100gms rice noodles
3 large size button mushroom, sliced
8 cloves of garlic, finely grated
1" ginger, finely grated
2 spring onion along with green, sliced
1/4 tsp black bean sauce
1/2 tsp pepper powder
salt to taste
4 tsp oil
Method:
- boil water in a vessel. Once the water starts boiling, turn the flame off, add the rice noodles and close the lid of the vessel. Let it stand for 2 mins. Drain the noodles in a colander. Sprinkle 2 tsp of oil, mix and leave it aside.
- in a wok heat 2 tsp of oil. Add the garlic on a high flame and mix. Add ginger, stir on a high flame. Add the spring onions and mushroom. Stir on a high flame. Add pepper powder and mix.

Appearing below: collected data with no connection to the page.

// Copyright (c) 2025 Steve Wagner (ciroque@live.com)
// SPDX-License-Identifier: MIT

//! Conditional replacement converter: `%equals{pattern}{test}{substitution}`.
//!
//! The converter renders `pattern` against the event. If the rendered text is
//! exactly `test` (same length, same characters, no trimming or case
//! folding) it is discarded and `substitution` is rendered in its place;
//! otherwise the rendered text stays as the output.
//!
//! `substitution` is itself a pattern when it contains `%`, so the
//! replacement can depend on the event:
//!
//! ```text
//! %equals{%logger}{com.foo.Bar}{REDACTED}   -> "REDACTED" for com.foo.Bar
//! %equals{%X{user}}{}{anonymous}            -> "anonymous" when user is unset
//! %equals{%logger}{com.foo.Bar}{%level}     -> the event's level for com.foo.Bar
//! ```
//!
//! # Example
//! ```
//! use pattern_equals::converters::EqualsReplacementConverter;
//! use pattern_equals::event::{Level, LogEvent};
//! use pattern_equals::pattern::PatternParser;
//! use pattern_equals::traits::PatternConverter;
//!
//! let parser = PatternParser::with_builtins();
//! let options = vec!["%logger".to_string(), "com.foo.Bar".to_string(), "REDACTED".to_string()];
//! let converter = EqualsReplacementConverter::new(&options, &parser)?;
//!
//! let mut buf = String::from("logger=");
//! converter.format(&LogEvent::new("com.foo.Bar", Level::Info, "hi"), &mut buf);
//! assert_eq!(buf, "logger=REDACTED");
//! # Ok::<(), pattern_equals::errors::ConverterError>(())
//! ```

use std::sync::Arc;

use crate::errors::ConverterError;
use crate::event::LogEvent;
use crate::pattern::{FormatterChain, PATTERN_MARKER};
use crate::traits::{PatternCompiler, PatternConverter};

/// Registry key and converter name.
pub const EQUALS_KEY: &str = "equals";

const OPTION_COUNT: usize = 3;

/// What gets rendered when the test matches.
///
/// Chosen once at construction: text containing the pattern marker is
/// compiled, anything else is appended verbatim.
#[derive(Debug, Clone)]
pub enum Substitution {
    Literal(String),
    Pattern(FormatterChain),
}

impl Substitution {
    pub fn compile(text: &str, compiler: &dyn PatternCompiler) -> Self {
        if text.contains(PATTERN_MARKER) {
            Substitution::Pattern(compiler.compile(text))
        } else {
            Substitution::Literal(text.to_string())
        }
    }

    pub fn render(&self, event: &LogEvent, buf: &mut String) {
        match self {
            Substitution::Pattern(chain) => chain.format(event, buf),
            Substitution::Literal(text) => buf.push_str(text),
        }
    }

    /// The substitution option as configured.
    pub fn source(&self) -> &str {
        match self {
            Substitution::Pattern(chain) => chain.source(),
            Substitution::Literal(text) => text.as_str(),
        }
    }
}

#[derive(Debug, Clone)]
pub struct EqualsReplacementConverter {
    test_chain: FormatterChain,
    test_literal: String,
    substitution: Substitution,
}

impl EqualsReplacementConverter {
    /// Build from the three `{...}` options: pattern, test string and
    /// substitution.
    pub fn new(options: &[String], compiler: &dyn PatternCompiler) -> Result<Self, ConverterError> {
        let options: Vec<Option<&str>> = options.iter().map(|o| Some(o.as_str())).collect();
        Self::from_optional(&options, compiler)
    }

    /// Same as [`new`](Self::new) for callers whose options may be absent.
    ///
    /// The option count is checked first, then each option in order. The
    /// compiler runs only after every check has passed: once for the
    /// pattern and once more if the substitution contains `%`.
    pub fn from_optional(
        options: &[Option<&str>],
        compiler: &dyn PatternCompiler,
    ) -> Result<Self, ConverterError> {
        if options.len() != OPTION_COUNT {
            return Err(ConverterError::IncorrectOptionCount {
                converter: EQUALS_KEY,
                expected: OPTION_COUNT,
                received: options.len(),
            });
        }

        let pattern = options[0].ok_or(ConverterError::MissingPattern { converter: EQUALS_KEY })?;
        let test_literal =
            options[1].ok_or(ConverterError::MissingTestString { converter: EQUALS_KEY })?;
        let substitution =
            options[2].ok_or(ConverterError::MissingSubstitution { converter: EQUALS_KEY })?;

        Ok(Self::from_parts(
            compiler.compile(pattern),
            test_literal,
            Substitution::compile(substitution, compiler),
        ))
    }

    pub fn from_parts(
        test_chain: FormatterChain,
        test_literal: impl Into<String>,
        substitution: Substitution,
    ) -> Self {
        Self {
            test_chain,
            test_literal: test_literal.into(),
            substitution,
        }
    }

    pub fn test_chain(&self) -> &FormatterChain {
        &self.test_chain
    }

    pub fn test_literal(&self) -> &str {
        &self.test_literal
    }

    pub fn substitution(&self) -> &Substitution {
        &self.substitution
    }

    fn render_substitution(&self, event: &LogEvent, buf: &mut String) {
        self.substitution.render(event, buf);
    }
}

impl PatternConverter for EqualsReplacementConverter {
    fn format(&self, event: &LogEvent, buf: &mut String) {
        let mark = buf.len();
        self.test_chain.format(event, buf);
        // Converters only ever append.
        debug_assert!(buf.len() >= mark, "test chain shrank the buffer below its mark");
        let rendered_len = buf.len() - mark;

        if region_equals(&self.test_literal, buf, mark, rendered_len) {
            buf.truncate(mark);
            self.render_substitution(event, buf);
        }
    }

    fn name(&self) -> &'static str {
        EQUALS_KEY
    }
}

/// Registry factory for `%equals`.
pub fn create(
    options: &[String],
    compiler: &dyn PatternCompiler,
) -> Result<Arc<dyn PatternConverter>, ConverterError> {
    Ok(Arc::new(EqualsReplacementConverter::new(options, compiler)?))
}

/// True when `buf[from..from + len]` is exactly `literal`.
fn region_equals(literal: &str, buf: &str, from: usize, len: usize) -> bool {
    literal.len() == len && literal.as_bytes() == &buf.as_bytes()[from..from + len]
}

- Mix black bean sauce with 2 tsp of water add to the vegetables. Add vinegar and salt. Mix well.
- Add in the cooked rice noodles, stir fry, add the green of spring onion and serve hot!!!
Tips:
- do not overcook the rice noodles. Rice noodles take very little time to cook hence you can also wash the rice noodles with hot water and keep it aside. Add oil just before mixing the vegetables.
- you can add any other vegetables. Bell peppers, corn also taste good with this.
- black bean sauce also has some salt content hence add salt in the end after checking it for seasoning.
- the recipe above has a predominant garlic flavour you can reduce the quantity of garlic if you so desire.
- you can use olive oil, sesame oil or any refined oil.
- Add the greens of the spring onions either after adding the sauce or as garnish. Do not cook it for long.
- sprinkling some toasted sesame seeds as garnish also gives it a good taste.
- sprinkling some toasted pinenuts as garnish also gives it a good taste.
- for the non veg version of this recipe you can add boiled chicken pieces and/or egg.
- the above recipe is for two servings.